Peplink vs Winguard

Overtaxed

Senior Member
Joined
Dec 1, 2019
Posts
1,125
Location
Gaffney, SC
My old and new RV both had a Connect 2.0 from Winguard. Both worked OK, but I was never impressed; random disconnects, sending tons of data would lock it up, roaming from Wifi to cellular failed a lot. In short, it was better than a hotspot because it was on the roof, but left a lot to be desired.

In my new RV, I decided it was time to try something better. Got the Peplink Max BR1 Pro 5G (X62), the Parsec Husky Pro, a 24X24 piece of aluminum from Lowes and had at it. This was one of those "Man, I hope this it worth it" projects, everyone claims to have solid connectivity, few deliver.

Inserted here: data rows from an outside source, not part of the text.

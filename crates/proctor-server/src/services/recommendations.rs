//! Study recommendation generation and bookkeeping.

use std::collections::{HashMap, HashSet};

use proctor_shared::constants::PREFERRED_TYPE_PRIORITY_BOOST;
use proctor_shared::ResourceType;
use proctor_store::{
    Course, CourseRepository, EnrollmentRepository, LearningRecommendation, PreferenceRepository,
    RecommendationRepository, StoreError, StudyResource, StudyResourceRepository, UserRepository,
};
use serde::Serialize;
use uuid::Uuid;

use super::users::resolve_user;
use super::ServiceResult;
use crate::error::ApiError;

/// A recommendation with the course and resource it points at.
#[derive(Debug, Clone, Serialize)]
#[serde(rename_all = "camelCase")]
pub struct RecommendationView {
    #[serde(flatten)]
    pub recommendation: LearningRecommendation,
    pub course: Option<Course>,
    pub resource: Option<StudyResource>,
}

/// Manual recommendation as submitted by an admin.
#[derive(Debug, Clone, Default)]
pub struct NewRecommendation {
    pub user: Option<String>,
    pub course_id: Option<Uuid>,
    pub resource_id: Option<Uuid>,
    pub reason: Option<String>,
    pub priority: Option<i64>,
}

fn priority_for(resource: &StudyResource, preferred: ResourceType) -> i64 {
    if resource.resource_type == preferred {
        PREFERRED_TYPE_PRIORITY_BOOST
    } else {
        0
    }
}

/// Create recommendations for every study resource of the user's enrolled
/// courses that the user has not been recommended yet. Returns only the
/// newly created rows; an empty list is a normal outcome.
pub fn generate_for_user<S>(store: &S, user_key: &str) -> ServiceResult<Vec<LearningRecommendation>>
where
    S: UserRepository
        + EnrollmentRepository
        + PreferenceRepository
        + StudyResourceRepository
        + CourseRepository
        + RecommendationRepository,
{
    let user = resolve_user(store, user_key)?;

    let enrollments = store.list_enrollments_for_user(user.id)?;
    if enrollments.is_empty() {
        return Err(ApiError::InvalidState("User is not enrolled in any course".into()));
    }

    let preferred = store
        .list_preferences_for_user(user.id)?
        .first()
        .map(|p| p.preferred_type)
        .unwrap_or(ResourceType::Video);

    let course_ids: Vec<Uuid> = enrollments.iter().map(|e| e.course_id).collect();
    let candidates = store.list_resources_for_courses(&course_ids)?;
    if candidates.is_empty() {
        return Err(ApiError::not_found("No study resources available for enrolled courses"));
    }

    let mut seen: HashSet<Uuid> = store
        .list_recommendations_for_user(user.id)?
        .into_iter()
        .map(|r| r.resource_id)
        .collect();

    let mut course_names: HashMap<Uuid, String> = HashMap::new();
    let mut created = Vec::new();
    for resource in candidates {
        if !seen.insert(resource.id) {
            continue;
        }

        let course_name = match course_names.get(&resource.course_id) {
            Some(name) => name.clone(),
            None => {
                let name = store.get_course(resource.course_id)?.name;
                course_names.insert(resource.course_id, name.clone());
                name
            }
        };

        let recommendation = LearningRecommendation::new(
            user.id,
            resource.course_id,
            resource.id,
            format!("Recommended based on your enrollment in {course_name}"),
            priority_for(&resource, preferred),
        );
        store.insert_recommendation(&recommendation)?;
        created.push(recommendation);
    }

    tracing::info!(
        user_id = %user.id,
        preferred = %preferred,
        created = created.len(),
        "generated recommendations"
    );
    Ok(created)
}

fn with_details<S>(store: &S, recommendations: Vec<LearningRecommendation>) -> ServiceResult<Vec<RecommendationView>>
where
    S: CourseRepository + StudyResourceRepository,
{
    let mut courses: HashMap<Uuid, Course> = HashMap::new();
    let mut views = Vec::with_capacity(recommendations.len());
    for recommendation in recommendations {
        if !courses.contains_key(&recommendation.course_id) {
            match store.get_course(recommendation.course_id) {
                Ok(course) => {
                    courses.insert(course.id, course);
                }
                Err(StoreError::NotFound) => {}
                Err(e) => return Err(e.into()),
            }
        }
        let resource = match store.get_resource(recommendation.resource_id) {
            Ok(resource) => Some(resource),
            Err(StoreError::NotFound) => None,
            Err(e) => return Err(e.into()),
        };
        views.push(RecommendationView {
            course: courses.get(&recommendation.course_id).cloned(),
            resource,
            recommendation,
        });
    }
    Ok(views)
}

/// Highest priority first.
pub fn list_for_user<S>(store: &S, user_key: &str) -> ServiceResult<Vec<RecommendationView>>
where
    S: UserRepository + RecommendationRepository + CourseRepository + StudyResourceRepository,
{
    let user = resolve_user(store, user_key)?;
    let recommendations = store.list_recommendations_for_user(user.id)?;
    with_details(store, recommendations)
}

pub fn list_for_user_course<S>(store: &S, user_key: &str, course_id: Uuid) -> ServiceResult<Vec<RecommendationView>>
where
    S: UserRepository + RecommendationRepository + CourseRepository + StudyResourceRepository,
{
    let user = resolve_user(store, user_key)?;
    let recommendations = store.list_recommendations_for_user_course(user.id, course_id)?;
    with_details(store, recommendations)
}

pub fn create<S>(store: &S, input: NewRecommendation) -> ServiceResult<LearningRecommendation>
where
    S: UserRepository + CourseRepository + StudyResourceRepository + RecommendationRepository,
{
    let (Some(user_key), Some(course_id), Some(resource_id)) = (input.user.as_deref(), input.course_id, input.resource_id)
    else {
        return Err(ApiError::validation("Missing required fields"));
    };

    let user = resolve_user(store, user_key)?;
    store.get_course(course_id).map_err(|e| match e {
        StoreError::NotFound => ApiError::not_found("Course not found"),
        other => other.into(),
    })?;
    store.get_resource(resource_id).map_err(|e| match e {
        StoreError::NotFound => ApiError::not_found("Study resource not found"),
        other => other.into(),
    })?;

    let reason = input
        .reason
        .filter(|r| !r.trim().is_empty())
        .unwrap_or_else(|| "Based on your enrollment".to_string());
    let recommendation =
        LearningRecommendation::new(user.id, course_id, resource_id, reason, input.priority.unwrap_or(0));
    store.insert_recommendation(&recommendation)?;
    Ok(recommendation)
}

pub fn get<S: RecommendationRepository>(store: &S, id: Uuid) -> ServiceResult<LearningRecommendation> {
    store.get_recommendation(id).map_err(|e| match e {
        StoreError::NotFound => ApiError::not_found("Recommendation not found"),
        other => other.into(),
    })
}

pub fn mark_completed<S: RecommendationRepository>(
    store: &S,
    id: Uuid,
    completed: Option<bool>,
) -> ServiceResult<LearningRecommendation> {
    get(store, id)?;
    Ok(store.set_recommendation_completed(id, completed.unwrap_or(true))?)
}

pub fn delete<S: RecommendationRepository>(store: &S, id: Uuid) -> ServiceResult<()> {
    if !store.delete_recommendation(id)? {
        return Err(ApiError::not_found("Recommendation not found"));
    }
    Ok(())
}
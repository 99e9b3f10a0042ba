//! # proctor-shared
//!
//! Domain vocabulary and pure scheduling logic shared by the store and the
//! HTTP server: closed enums for roles, exam statuses and resource types,
//! the exam conflict detector, drag-reschedule arithmetic, schedule
//! grouping, the next-exam countdown and iCal rendering.

pub mod conflict;
pub mod constants;
pub mod countdown;
pub mod error;
pub mod ical;
pub mod reschedule;
pub mod schedule;
pub mod types;

pub use conflict::{find_conflicts, overlaps, ConflictPair, TimeWindow, Window};
pub use error::{ParseEnumError, ScheduleError};
pub use types::{ExamStatus, ResourceType, Role};
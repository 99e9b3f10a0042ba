//! # proctor-store
//!
//! Record store for the exam scheduler, backed by SQLite.
//!
//! The crate exposes a synchronous [`Database`] handle that wraps a
//! `rusqlite::Connection`. Each entity gets its own repository trait (see
//! [`repo`]) implemented by `Database`, so services can be written against
//! the traits and exercised with substitutes in tests.

pub mod courses;
pub mod database;
pub mod enrollments;
pub mod exams;
pub mod migrations;
pub mod models;
pub mod preferences;
pub mod recommendations;
pub mod repo;
pub mod resources;
pub mod rooms;
pub mod seed;
pub mod users;

mod columns;
mod error;

pub use database::Database;
pub use error::{Result, StoreError};
pub use models::*;
pub use repo::*;
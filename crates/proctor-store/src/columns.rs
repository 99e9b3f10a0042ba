//! Column encoding shared by the per-entity modules.
//!
//! UUIDs are stored as hyphenated text, timestamps as RFC 3339 text with
//! millisecond precision and a `Z` suffix so that lexical order matches
//! chronological order, and closed enums by their upper-case names.

use std::str::FromStr;

use chrono::{DateTime, SecondsFormat, Utc};
use rusqlite::types::Type;
use uuid::Uuid;

pub(crate) fn ts(instant: &DateTime<Utc>) -> String {
    instant.to_rfc3339_opts(SecondsFormat::Millis, true)
}

fn conversion<E>(idx: usize, err: E) -> rusqlite::Error
where
    E: std::error::Error + Send + Sync + 'static,
{
    rusqlite::Error::FromSqlConversionFailure(idx, Type::Text, Box::new(err))
}

pub(crate) fn uuid_at(row: &rusqlite::Row<'_>, idx: usize) -> rusqlite::Result<Uuid> {
    let s: String = row.get(idx)?;
    Uuid::parse_str(&s).map_err(|e| conversion(idx, e))
}

pub(crate) fn opt_uuid_at(row: &rusqlite::Row<'_>, idx: usize) -> rusqlite::Result<Option<Uuid>> {
    let s: Option<String> = row.get(idx)?;
    s.map(|s| Uuid::parse_str(&s))
        .transpose()
        .map_err(|e| conversion(idx, e))
}

pub(crate) fn ts_at(row: &rusqlite::Row<'_>, idx: usize) -> rusqlite::Result<DateTime<Utc>> {
    let s: String = row.get(idx)?;
    DateTime::parse_from_rfc3339(&s)
        .map(|dt| dt.with_timezone(&Utc))
        .map_err(|e| conversion(idx, e))
}

pub(crate) fn enum_at<T>(row: &rusqlite::Row<'_>, idx: usize) -> rusqlite::Result<T>
where
    T: FromStr,
    T::Err: std::error::Error + Send + Sync + 'static,
{
    let s: String = row.get(idx)?;
    s.parse::<T>().map_err(|e| conversion(idx, e))
}

/// `?1, ?2, …, ?n` for an `IN (…)` clause.
pub(crate) fn placeholders(n: usize) -> String {
    (1..=n).map(|i| format!("?{i}")).collect::<Vec<_>>().join(", ")
}
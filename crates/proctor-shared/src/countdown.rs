//! Periodic next-exam countdown.
//!
//! A [`CountdownTicker`] recomputes the time left until a target instant on
//! a fixed period and hands each value to a callback. It stops by itself
//! once the target is reached (after reporting `None` once), when
//! [`CountdownTicker::stop`] is called, or when it is dropped.

use std::time::Duration;

use chrono::{DateTime, Utc};
use tokio::task::JoinHandle;

use crate::constants::COUNTDOWN_TICK_MS;
use crate::schedule::Countdown;

pub struct CountdownTicker {
    task: JoinHandle<()>,
}

impl CountdownTicker {
    /// Start ticking every second. Must be called inside a tokio runtime.
    pub fn spawn<F>(target: DateTime<Utc>, on_tick: F) -> Self
    where
        F: FnMut(Option<Countdown>) + Send + 'static,
    {
        Self::spawn_with_period(target, Duration::from_millis(COUNTDOWN_TICK_MS), on_tick)
    }

    pub fn spawn_with_period<F>(target: DateTime<Utc>, period: Duration, mut on_tick: F) -> Self
    where
        F: FnMut(Option<Countdown>) + Send + 'static,
    {
        let task = tokio::spawn(async move {
            let mut interval = tokio::time::interval(period);
            loop {
                interval.tick().await;
                let remaining = Countdown::between(Utc::now(), target);
                on_tick(remaining);
                if remaining.is_none() {
                    tracing::debug!(%target, "countdown reached target");
                    break;
                }
            }
        });

        Self { task }
    }

    pub fn is_finished(&self) -> bool {
        self.task.is_finished()
    }

    pub fn stop(self) {
        // Drop does the work.
    }
}

impl Drop for CountdownTicker {
    fn drop(&mut self) {
        self.task.abort();
    }
}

This is my 2nd week camping with this setup, and, right now, it falls into "Why didn't I do this years ago". It's SO much better. The roaming is ROCK solid from SIM to SIM or SIM to wifi. Speedfusion "just works" once you get it setup. I've NEVER had a disconnect with the Peplink no matter how much traffic I throw at it. The speeds are, realistically in the 2 places we've camped so far (regular spots for us, so I had some experience at that exact location with Winguard) 5-10X what we got on the old setup.

Honestly, it's real darn close to what I have at home for anything but video streaming, sites load nearly instantly, data moves around the RV easily (NAS to hold my shows, etc). Port forwarding works, NAT works. Remote admin works and is awesome. Dual SIMs work.

Summing up.. It just works. It's incredibly solid and incredibly flexible.

Now.. The harder question, should you buy one? I really struggle with this answer, I'm a network admin by trade, so when I opened the Peplink interface, it makes a ton of sense to me. On the Winguard, as a consumer device, I'd have to try to figure out what it was telling me (I want to make a NAT, is that what we're doing here??). But for someone who's not a network geek, this thing might be a bit much. If you're serious about Internet on the road and not a geek, I'd suggest you do it and pay someone to help you set it up if need be. If you're a network geek, absolutely, it's better in every way except cost, and, honestly, it's ~2X the cost and many times the functionality and power/speed. If you're casual, would like Internet but not a huge deal if you don't have it and money is a big issue, the Winguard does work, we used it for years, but I'm not sure I'd recommend it over just getting a hotspot and using that. It's a little better, but for that "little better" you'll pay a price of increased complexity and reduced reliability.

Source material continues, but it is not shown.